> WORK ORDER
Go line by line through the data and copy those with the word "kernel".
── INPUT FOR THIS TASK ──
//! WireGuard Generic Netlink requests.

use std::net::{IpAddr, Ipv4Addr, Ipv6Addr, SocketAddr, SocketAddrV4, SocketAddrV6};

/// Room for peers in one SET_DEVICE request; `WGDEVICE_A_PEERS` is a single
/// attribute and its length is a `u16`.
const PEERS_BUDGET: usize = u16::MAX as usize - NLA_HDRLEN;

use super::types::{
    Key, WG_KEY_LEN, WgAllowedIp, WgDevice, WgDeviceBuilder, WgPeer, WgPeerBuilder, parse_timespec,
};
use super::{WG_GENL_VERSION, WgAllowedIpAttr, WgCmd, WgDeviceAttr, WgPeerAttr};
use crate::config::Config;
use crate::netlink::attr::{AttrIter, NLA_HDRLEN, get, nla_align};
use crate::netlink::builder::MessageBuilder;
use crate::netlink::error::{Error, Result};
use crate::netlink::genl::{FamilyInfo, GENL_HDRLEN, GenlConnection};
use crate::netlink::socket::{NetlinkSocket, Protocol};

/// Connection to the `wireguard` genl family.
pub struct WireguardConnection {
    genl: GenlConnection,
    family: FamilyInfo,
}

impl WireguardConnection {
    /// Open a generic netlink socket and resolve the WireGuard family.
    pub fn new(config: &Config) -> Result<Self> {
        let socket = NetlinkSocket::new(Protocol::Generic)?
            .with_recv_buffer_size(config.recv_buffer_size);
        Self::from_socket(socket, &config.wireguard_family)
    }

    /// Resolve `family_name` on an existing `Protocol::Generic` socket.
    pub fn from_socket(socket: NetlinkSocket, family_name: &str) -> Result<Self> {
        let genl = GenlConnection::from_socket(socket);
        let family = genl.resolve_family(family_name)?;
        Ok(Self { genl, family })
    }

    pub fn family_id(&self) -> u16 {
        self.family.id
    }

    /// Fetch the device snapshot, merging multi-part replies.
    pub fn get_device(&self, ifname: &str) -> Result<WgDevice> {
        let responses = self.genl.dump_command(
            self.family.id,
            WgCmd::GetDevice as u8,
            WG_GENL_VERSION,
            |builder| builder.append_attr_str(WgDeviceAttr::Ifname as u16, ifname),
        )?;

        if responses.is_empty() {
            return Err(Error::from_errno(libc::ENODEV));
        }

        tracing::debug!(
            ifname,
            family_id = self.family.id,
            parts = responses.len(),
            "fetched WireGuard device"
        );
        parse_device(&responses)
    }

    /// Apply `config` to the device, one ACKed request per chunk.
    ///
    /// Peer lists too large for one request are split; a peer whose allowed
    /// IPs overflow continues in the next request under the same key.
    pub fn set_device(&self, ifname: &str, config: &WgDeviceBuilder) -> Result<()> {
        let parts = split_device(config);
        for part in &parts {
            self.genl.command(
                self.family.id,
                WgCmd::SetDevice as u8,
                WG_GENL_VERSION,
                |builder| append_device(builder, ifname, part),
            )?;
        }

        tracing::debug!(
            ifname,
            family_id = self.family.id,
            peers = config.peers.len(),
            requests = parts.len(),
            "configured WireGuard device"
        );
        Ok(())
    }

    /// Remove one peer by raw public key.
    pub fn remove_peer(&self, ifname: &str, public_key: Key) -> Result<()> {
        let config = WgDeviceBuilder::new().peer(WgPeerBuilder::new(public_key).remove());
        self.set_device(ifname, &config)
    }
}

fn attr_len(payload: usize) -> usize {
    nla_align(NLA_HDRLEN + payload)
}

fn allowed_ip_len(ip: &WgAllowedIp) -> usize {
    attr_len(attr_len(2) + attr_len(ip.addr_bytes().len()) + attr_len(1))
}

/// Encoded size of a peer without its allowed-IP entries.
fn peer_base_len(peer: &WgPeerBuilder) -> usize {
    let mut len = NLA_HDRLEN + attr_len(WG_KEY_LEN) + NLA_HDRLEN;
    if peer.flags != 0 {
        len += attr_len(4);
    }
    if peer.preshared_key.is_some() {
        len += attr_len(WG_KEY_LEN);
    }
    if peer.persistent_keepalive.is_some() {
        len += attr_len(2);
    }
    len
}

/// Cut `config` into requests whose peer list fits [`PEERS_BUDGET`].
///
/// Device settings go in the first request only. A continuation peer carries
/// just its public key and the remaining allowed IPs, which the kernel
/// appends to the ones already set.
fn split_device(config: &WgDeviceBuilder) -> Vec<WgDeviceBuilder> {
    let mut parts = Vec::new();
    let mut part = WgDeviceBuilder {
        private_key: config.private_key,
        listen_port: config.listen_port,
        peers: Vec::new(),
    };
    let mut used = 0;

    for peer in &config.peers {
        let base = peer_base_len(peer);
        if used + base > PEERS_BUDGET && !part.peers.is_empty() {
            parts.push(std::mem::take(&mut part));
            used = 0;
        }

        let mut current = WgPeerBuilder {
            allowed_ips: Vec::new(),
            ..peer.clone()
        };
        used += base;

        for ip in &peer.allowed_ips {
            let len = allowed_ip_len(ip);
            if used + len > PEERS_BUDGET {
                let next = WgPeerBuilder::new(peer.public_key);
                part.peers.push(std::mem::replace(&mut current, next));
                parts.push(std::mem::take(&mut part));
                used = peer_base_len(&current);
            }
            current.allowed_ips.push(*ip);
            used += len;
        }
        part.peers.push(current);
    }

    parts.push(part);
    parts
}

fn append_device(builder: &mut MessageBuilder, ifname: &str, config: &WgDeviceBuilder) {
    builder.append_attr_str(WgDeviceAttr::Ifname as u16, ifname);

    if let Some(key) = &config.private_key {
        builder.append_attr(WgDeviceAttr::PrivateKey as u16, key);
    }
    if let Some(port) = config.listen_port {
        builder.append_attr_u16(WgDeviceAttr::ListenPort as u16, port);
    }

    if !config.peers.is_empty() {
        let peers = builder.nest_start(WgDeviceAttr::Peers as u16);
        for (idx, peer) in config.peers.iter().enumerate() {
            append_peer(builder, idx as u16, peer);
        }
        builder.nest_end(peers);
    }
}

fn append_peer(builder: &mut MessageBuilder, idx: u16, peer: &WgPeerBuilder) {
    let token = builder.nest_start(idx);

    builder.append_attr(WgPeerAttr::PublicKey as u16, &peer.public_key);
    if peer.flags != 0 {
        builder.append_attr_u32(WgPeerAttr::Flags as u16, peer.flags);
    }
    if let Some(psk) = &peer.preshared_key {
        builder.append_attr(WgPeerAttr::PresharedKey as u16, psk);
    }
    if let Some(interval) = peer.persistent_keepalive {
        builder.append_attr_u16(WgPeerAttr::PersistentKeepalive as u16, interval);
    }

    if !peer.allowed_ips.is_empty() {
        let ips = builder.nest_start(WgPeerAttr::AllowedIps as u16);
        for (i, ip) in peer.allowed_ips.iter().enumerate() {
            let entry = builder.nest_start(i as u16);
            builder.append_attr_u16(WgAllowedIpAttr::Family as u16, ip.family());
            builder.append_attr(WgAllowedIpAttr::IpAddr as u16, &ip.addr_bytes());
            builder.append_attr_u8(WgAllowedIpAttr::CidrMask as u16, ip.cidr);
            builder.nest_end(entry);
        }
        builder.nest_end(ips);
    }

    builder.nest_end(token);
}

/// Build one device from the GET_DEVICE reply payloads (genl header included).
///
/// The kernel splits large peer lists across messages. A peer that opens a
/// message with the same public key as the last peer seen continues it.
fn parse_device(responses: &[Vec<u8>]) -> Result<WgDevice> {
    let mut device = WgDevice::default();

    for response in responses {
        let Some(attrs) = response.get(GENL_HDRLEN..) else {
            tracing::warn!(len = response.len(), "short WireGuard reply skipped");
            continue;
        };
        parse_device_attrs(attrs, &mut device)?;
    }

    Ok(device)
}

fn parse_device_attrs(data: &[u8], device: &mut WgDevice) -> Result<()> {
    for (attr_type, payload) in AttrIter::new(data) {
        match attr_type {
            t if t == WgDeviceAttr::Ifindex as u16 => device.ifindex = Some(get::u32_ne(payload)?),
            t if t == WgDeviceAttr::Ifname as u16 => {
                device.ifname = Some(get::string(payload)?.to_string());
            }
            t if t == WgDeviceAttr::PrivateKey as u16 => {
                device.private_key = Some(get::key(payload)?);
            }
            t if t == WgDeviceAttr::PublicKey as u16 => {
                device.public_key = Some(get::key(payload)?);
            }
            t if t == WgDeviceAttr::ListenPort as u16 => device.listen_port = get::u16_ne(payload)?,
            t if t == WgDeviceAttr::Peers as u16 => {
                for (_, peer_data) in AttrIter::new(payload) {
                    let peer = parse_peer(peer_data)?;
                    match device.peers.last_mut() {
                        Some(last) if last.public_key == peer.public_key => {
                            last.allowed_ips.extend(peer.allowed_ips);
                        }
                        _ => device.peers.push(peer),
                    }
                }
            }
            _ => {}
        }
    }
    Ok(())
}

fn parse_peer(data: &[u8]) -> Result<WgPeer> {
    let mut peer = WgPeer::default();

    for (attr_type, payload) in AttrIter::new(data) {
        match attr_type {
            t if t == WgPeerAttr::PublicKey as u16 => peer.public_key = get::key(payload)?,
            t if t == WgPeerAttr::PresharedKey as u16 => {
                let key = get::key(payload)?;
                if key != [0u8; WG_KEY_LEN] {
                    peer.preshared_key = Some(key);
                }
            }
            t if t == WgPeerAttr::Endpoint as u16 => peer.endpoint = parse_sockaddr(payload),
            t if t == WgPeerAttr::PersistentKeepalive as u16 => {
                peer.persistent_keepalive = get::u16_ne(payload)?;
            }
            t if t == WgPeerAttr::LastHandshake as u16 => {
                peer.last_handshake = parse_timespec(payload);
            }
            t if t == WgPeerAttr::RxBytes as u16 => peer.rx_bytes = get::u64_ne(payload)?,
            t if t == WgPeerAttr::TxBytes as u16 => peer.tx_bytes = get::u64_ne(payload)?,
            t if t == WgPeerAttr::AllowedIps as u16 => {
                for (_, entry) in AttrIter::new(payload) {
                    if let Some(ip) = parse_allowed_ip(entry)? {
                        peer.allowed_ips.push(ip);
                    }
                }
            }
            _ => {}
        }
    }

    Ok(peer)
}

fn parse_allowed_ip(data: &[u8]) -> Result<Option<WgAllowedIp>> {
    let mut family = None;
    let mut addr = None;
    let mut cidr = None;

    for (attr_type, payload) in AttrIter::new(data) {
        match attr_type {
            t if t == WgAllowedIpAttr::Family as u16 => family = Some(get::u16_ne(payload)?),
            t if t == WgAllowedIpAttr::IpAddr as u16 => addr = Some(payload),
            t if t == WgAllowedIpAttr::CidrMask as u16 => cidr = Some(get::u8(payload)?),
            _ => {}
        }
    }

    let (Some(family), Some(addr), Some(cidr)) = (family, addr, cidr) else {
        return Ok(None);
    };

    let addr = match i32::from(family) {
        libc::AF_INET => addr
            .get(..4)
            .and_then(|o| <[u8; 4]>::try_from(o).ok())
            .map(|o| IpAddr::V4(Ipv4Addr::from(o))),
        libc::AF_INET6 => addr
            .get(..16)
            .and_then(|o| <[u8; 16]>::try_from(o).ok())
            .map(|o| IpAddr::V6(Ipv6Addr::from(o))),
        _ => None,
    };

    Ok(addr.map(|addr| WgAllowedIp::new(addr, cidr)))
}

/// Decode `sockaddr_in` / `sockaddr_in6` bytes. Family 0 (no endpoint) gives `None`.
fn parse_sockaddr(data: &[u8]) -> Option<SocketAddr> {
    let family = u16::from_ne_bytes(data.get(0..2)?.try_into().ok()?);
    let port = u16::from_be_bytes(data.get(2..4)?.try_into().ok()?);

    match i32::from(family) {
        libc::AF_INET => {
            let octets: [u8; 4] = data.get(4..8)?.try_into().ok()?;
            Some(SocketAddr::V4(SocketAddrV4::new(Ipv4Addr::from(octets), port)))
        }
        libc::AF_INET6 => {
            let flowinfo = u32::from_be_bytes(data.get(4..8)?.try_into().ok()?);
            let octets: [u8; 16] = data.get(8..24)?.try_into().ok()?;
            let scope_id = data
                .get(24..28)
                .and_then(|s| s.try_into().ok())
                .map_or(0, u32::from_ne_bytes);
            Some(SocketAddr::V6(SocketAddrV6::new(
                Ipv6Addr::from(octets),
                port,
                flowinfo,
                scope_id,
            )))
        }
        _ => None,
    }
}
───
> SOLUTION TO THE PROBLEM
/// just its public key and the remaining allowed IPs, which the kernel
/// The kernel splits large peer lists across messages. A peer that opens a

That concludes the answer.